Over the years, display advertising has taken a hit and made plenty come back attempts. The latest is realtime bidding, which I won’t cover today, but will be an important player in how we buy media in 2010. In the early days, media buyers would call up portals and website owners and negotiate a price for placement and volume of impression on their site. The main winners at that time were large portals (Yahoo and MSN), national new publishers (NY Times and CNN) and local news providers. With just that mix of publishers, buying display media can be a laborious process. As the number of internet surfers grew, so did the places the consumed content. Creating a challenge for advertisers to get in front of potential customers and for publishers maintain previous traffic levels to their site.

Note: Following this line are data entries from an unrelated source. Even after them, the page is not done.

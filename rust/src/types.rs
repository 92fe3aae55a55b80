//! Core types and data structures for BTree.
//!
//! This module contains the fundamental data structures, type definitions,
//! and constants used throughout the B-tree implementation.

// ============================================================================
// CONSTANTS
// ============================================================================

/// Minimum branching factor for any B-tree.
pub const MIN_BRANCHING_FACTOR: usize = 1;

/// Maximum branching factor (up to 2048 entries per node). Every node reserves
/// room for `2k + 1` entries up front, so `k` is bounded.
pub const MAX_BRANCHING_FACTOR: usize = 1024;

/// Default branching factor (up to 16 entries per node).
pub const DEFAULT_BRANCHING_FACTOR: usize = 8;

// ============================================================================
// TYPE DEFINITIONS
// ============================================================================

/// A key-value pair stored in a node.
pub type Entry<K, V> = (K, V);

// ============================================================================
// CORE DATA STRUCTURES
// ============================================================================

/// Ordered map backed by a classic B-tree.
///
/// Every node stores key-value pairs directly; internal nodes additionally
/// own one more child than they have entries. With branching factor `k`
/// every node other than the root holds between `k` and `2k` entries, and
/// all leaves sit at the same depth.
///
/// Keys are unique: inserting a key that is already present is rejected
/// rather than overwriting the stored value.
///
/// # Type Parameters
///
/// * `K` - Key type, must implement `Ord`
/// * `V` - Value type
///
/// # Examples
///
/// ```
/// use btree::{BTree, BTreeError};
///
/// let mut tree = BTree::new(2).unwrap();
/// tree.insert(10, "ten").unwrap();
/// tree.insert(5, "five").unwrap();
///
/// assert_eq!(tree.get(&5), Ok(&"five"));
/// assert_eq!(tree.insert(10, "again"), Err(BTreeError::DuplicateKey));
///
/// let keys: Vec<_> = tree.print().map(|(k, _)| *k).collect();
/// assert_eq!(keys, [5, 10]);
/// ```
///
/// # Performance Characteristics
///
/// - **Insertion**: O(k log n)
/// - **Lookup**: O(log n)
/// - **In-order traversal**: O(n)
#[derive(Debug)]
pub struct BTree<K, V> {
    /// Minimum number of entries per non-root node; the maximum is twice this.
    pub(crate) branching_factor: usize,
    /// The root node of the tree.
    pub(crate) root: Box<Node<K, V>>,
    /// Number of entries stored in the tree.
    pub(crate) len: usize,
}

/// A single B-tree node.
///
/// Leaves have no children. Internal nodes own `entries.len() + 1` children
/// whenever the tree is at rest.
#[derive(Debug)]
pub struct Node<K, V> {
    /// Minimum number of entries for a non-root node.
    pub(crate) branching_factor: usize,
    /// Entries sorted ascending by key.
    pub(crate) entries: Vec<Entry<K, V>>,
    /// Owned child nodes, empty for leaves.
    pub(crate) children: Vec<Box<Node<K, V>>>,
    /// Whether this node is a leaf. A new root is internal before its first
    /// split even though it has a single child.
    pub(crate) leaf: bool,
}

Then came the concept of Ad Networks. An ad network is simply a buyer and seller of display media. They buy advertising space and sell them to various advertisers for a profit, so basically arbitrage. This obviously comes at a cost to publishers, because now they are paying a fee to sell their traffic. As more ad networks where created competition for inventory got more competitive and inventory from ad networks decreased in quality.
Ad Exchanges brought technology to the industry to bring more transparency and simplify the process of buying premium advertising space.Though this became an easier way to “pimp” page views, it too continues to fall the way of ad networks. Publishers, concerned about devaluing their inventory started pulling space out of networks and selling direct. So the struggle between marketers reaching the right audience and publishers selling at the best price contuniues to be a struggle. Enters Realtime Bidding (i.e. RTB). RTB allows advertisers to bid on the impression versus just a page view that provides little information excep that a user visited that page. I’ll discuss RTB in a later post. With Google buying InviteMedia I am sure the airways are buzzing for the rest of the technology companies.